Cross-Team Collaboratory Projects

At the inaugural AIMS meeting, the Collaboratory identified four priorities for cross-team collaboration. At the meeting and shortly thereafter, the Collaboratory developed a project plan to further each of these priorities. Learn more about each of the projects below.

  • Project Description
    The purpose of this project is to put practice partners at the center of the Collaboratory conversations, support them to take an active role in shaping the Collaboratory and their individual projects, and to eventually help practitioners who are not in AIMS RPPs benefit from Collaboratory learning and possibly seek opportunities to participate in RPPs.
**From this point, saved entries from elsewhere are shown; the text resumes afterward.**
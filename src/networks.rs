//! Registry of the recognized Solana networks.
//!
//! The Solana namespace went through an identifier-scheme change: mainnet and
//! devnet were originally addressed by legacy references, later superseded by
//! the first 32 characters of the base58-encoded genesis block hash (per the
//! [CAIP-2 Solana namespace](https://github.com/ChainAgnostic/namespaces/blob/main/solana/caip2.md)).
//! Testnet only ever existed under the canonical scheme.
//!
//! The enumeration here is closed and namespace-scoped: these are the only
//! identifiers this crate recognizes. Anything else is treated by the
//! resolver as an already-canonical singleton and passed through untouched.
//!
//! # Example
//!
//! ```
//! use solana_chains::networks::{SolanaNetwork, network_by_chain_id};
//! use solana_chains::chain::ChainId;
//!
//! let mainnet = SolanaNetwork::Mainnet.chain_id();
//! assert_eq!(mainnet.to_string(), "solana:5eykt4UsFv8P8NJdTREpY1vzqKqZKvdp");
//!
//! // Deprecated identifiers resolve to the same network.
//! let legacy = ChainId::solana("4sGjMW1sUnHzSxGspuhpqLDx6wiyjNtZ");
//! assert_eq!(network_by_chain_id(&legacy), Some(SolanaNetwork::Mainnet));
//! ```

use serde::{Deserialize, Serialize};
use std::collections::HashMap;
use std::fmt::{Display, Formatter};
use std::sync::LazyLock;

use crate::chain::ChainId;

/// The CAIP-2 namespace for Solana chains.
pub const SOLANA_NAMESPACE: &str = "solana";

/// The recognized Solana networks.
///
/// Each variant carries its canonical chain reference and, for the networks
/// that predate the genesis-hash scheme, the deprecated legacy reference.
#[derive(Debug, Hash, Clone, Copy, PartialEq, Eq, Serialize, Deserialize)]
pub enum SolanaNetwork {
    /// Solana Mainnet - live production environment.
    #[serde(rename = "solana")]
    Mainnet,
    /// Solana Devnet - publicly accessible developer environment.
    #[serde(rename = "solana-devnet")]
    Devnet,
    /// Solana Testnet - validator and release testing environment.
    #[serde(rename = "solana-testnet")]
    Testnet,
}

impl SolanaNetwork {
    /// Return all recognized [`SolanaNetwork`] variants.
    pub fn variants() -> &'static [SolanaNetwork] {
        &[
            SolanaNetwork::Mainnet,
            SolanaNetwork::Devnet,
            SolanaNetwork::Testnet,
        ]
    }

    /// The human-readable network name (e.g., `"solana-devnet"`).
    pub const fn name(self) -> &'static str {
        match self {
            SolanaNetwork::Mainnet => "solana",
            SolanaNetwork::Devnet => "solana-devnet",
            SolanaNetwork::Testnet => "solana-testnet",
        }
    }

    /// The canonical chain reference: the first 32 characters of the
    /// base58-encoded genesis block hash.
    pub const fn reference(self) -> &'static str {
        match self {
            SolanaNetwork::Mainnet => "5eykt4UsFv8P8NJdTREpY1vzqKqZKvdp",
            SolanaNetwork::Devnet => "EtWTRABZaYq6iMfeYKouRu166VU2xqa1",
            SolanaNetwork::Testnet => "4uhcVJyU9pJkvQyS88uRDiswHXSCkY3z",
        }
    }

    /// The deprecated legacy chain reference, for networks that have one.
    ///
    /// Testnet never had a legacy identifier.
    pub const fn deprecated_reference(self) -> Option<&'static str> {
        match self {
            SolanaNetwork::Mainnet => Some("4sGjMW1sUnHzSxGspuhpqLDx6wiyjNtZ"),
            SolanaNetwork::Devnet => Some("8E9rvCKLFQia2Y35HXjjpWzj8weVo44K"),
            SolanaNetwork::Testnet => None,
        }
    }

    /// The canonical CAIP-2 chain ID for this network.
    pub fn chain_id(self) -> ChainId {
        ChainId::solana(self.reference())
    }

    /// The deprecated CAIP-2 chain ID for this network, if one exists.
    pub fn deprecated_chain_id(self) -> Option<ChainId> {
        self.deprecated_reference().map(ChainId::solana)
    }

    /// Whether the given chain ID is this network's deprecated form.
    pub fn is_deprecated_form(self, chain_id: &ChainId) -> bool {
        self.deprecated_chain_id()
            .is_some_and(|legacy| legacy == *chain_id)
    }
}

impl Display for SolanaNetwork {
    fn fmt(&self, f: &mut Formatter<'_>) -> std::fmt::Result {
        f.write_str(self.name())
    }
}

impl From<SolanaNetwork> for ChainId {
    fn from(value: SolanaNetwork) -> Self {
        value.chain_id()
    }
}

/// Lazy-initialized map from network name to canonical chain ID.
static NAME_TO_CHAIN_ID: LazyLock<HashMap<&'static str, ChainId>> = LazyLock::new(|| {
    SolanaNetwork::variants()
        .iter()
        .map(|network| (network.name(), network.chain_id()))
        .collect()
});

/// Lazy-initialized map from chain ID to network.
///
/// Both the canonical and the deprecated identifier of a network are keys, so
/// a lookup answers "which network is this?" regardless of the scheme the
/// identifier comes from.
static CHAIN_ID_TO_NETWORK: LazyLock<HashMap<ChainId, SolanaNetwork>> = LazyLock::new(|| {
    let mut map = HashMap::new();
    for network in SolanaNetwork::variants() {
        map.insert(network.chain_id(), *network);
        if let Some(legacy) = network.deprecated_chain_id() {
            map.insert(legacy, *network);
        }
    }
    map
});

/// Retrieves the canonical chain ID for a network name.
///
/// The lookup is case-sensitive. Returns `None` for names outside the
/// recognized enumeration.
///
/// # Example
///
/// ```
/// use solana_chains::networks::chain_id_by_network_name;
///
/// let testnet = chain_id_by_network_name("solana-testnet").unwrap();
/// assert_eq!(testnet.reference, "4uhcVJyU9pJkvQyS88uRDiswHXSCkY3z");
///
/// assert!(chain_id_by_network_name("solana-localnet").is_none());
/// ```
pub fn chain_id_by_network_name(name: &str) -> Option<&ChainId> {
    NAME_TO_CHAIN_ID.get(name)
}

/// Retrieves the network a chain ID belongs to, matching both the canonical
/// and the deprecated form.
pub fn network_by_chain_id(chain_id: &ChainId) -> Option<SolanaNetwork> {
    CHAIN_ID_TO_NETWORK.get(chain_id).copied()
}

/// Retrieves the network name for a chain ID, matching both the canonical and
/// the deprecated form.
pub fn network_name_by_chain_id(chain_id: &ChainId) -> Option<&'static str> {
    network_by_chain_id(chain_id).map(SolanaNetwork::name)
}

#[cfg(test)]
mod tests {
    use super::*;

    #[test]
    fn test_chain_id_by_network_name() {
        let mainnet = chain_id_by_network_name("solana").unwrap();
        assert_eq!(mainnet.namespace, "solana");
        assert_eq!(mainnet.reference, "5eykt4UsFv8P8NJdTREpY1vzqKqZKvdp");

        let devnet = chain_id_by_network_name("solana-devnet").unwrap();
        assert_eq!(devnet.reference, "EtWTRABZaYq6iMfeYKouRu166VU2xqa1");

        assert!(chain_id_by_network_name("unknown").is_none());
    }

    #[test]
    fn test_network_by_chain_id_canonical() {
        for network in SolanaNetwork::variants() {
            let chain_id = ChainId::from(*network);
            assert_eq!(network_by_chain_id(&chain_id), Some(*network));
        }
    }

    #[test]
    fn test_network_by_chain_id_deprecated() {
        let legacy_mainnet = ChainId::solana("4sGjMW1sUnHzSxGspuhpqLDx6wiyjNtZ");
        assert_eq!(
            network_by_chain_id(&legacy_mainnet),
            Some(SolanaNetwork::Mainnet)
        );

        let legacy_devnet = ChainId::solana("8E9rvCKLFQia2Y35HXjjpWzj8weVo44K");
        assert_eq!(
            network_by_chain_id(&legacy_devnet),
            Some(SolanaNetwork::Devnet)
        );
    }

    #[test]
    fn test_network_by_chain_id_unknown() {
        assert!(network_by_chain_id(&ChainId::solana("unknown-ref")).is_none());
        // The reference alone is not enough, the namespace has to match too.
        let wrong_namespace = ChainId::new("eip155", "5eykt4UsFv8P8NJdTREpY1vzqKqZKvdp");
        assert!(network_by_chain_id(&wrong_namespace).is_none());
    }

    #[test]
    fn test_network_name_by_chain_id() {
        let legacy_devnet = ChainId::solana("8E9rvCKLFQia2Y35HXjjpWzj8weVo44K");
        assert_eq!(network_name_by_chain_id(&legacy_devnet), Some("solana-devnet"));
    }

    #[test]
    fn test_is_deprecated_form() {
        let legacy_mainnet = ChainId::solana("4sGjMW1sUnHzSxGspuhpqLDx6wiyjNtZ");
        assert!(SolanaNetwork::Mainnet.is_deprecated_form(&legacy_mainnet));
        assert!(!SolanaNetwork::Mainnet.is_deprecated_form(&SolanaNetwork::Mainnet.chain_id()));
        assert!(!SolanaNetwork::Testnet.is_deprecated_form(&SolanaNetwork::Testnet.chain_id()));
    }

    #[test]
    fn test_serde_names_match_display() {
        for network in SolanaNetwork::variants() {
            let json = serde_json::to_string(network).unwrap();
            assert_eq!(json, format!("\"{network}\""));
        }
    }
}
Since practitioners have the closest connection with students, this is also an opportunity to bring student voice into the discussions.

    The project establishes an Educator Collaboratory within the AIMS Collaboratory to provide a platform for practitioners to inform the Collaboratory’s work, given their expertise around priority students’ needs as well as issues of classroom implementation, and to support practitioners to maximize the benefit of the research.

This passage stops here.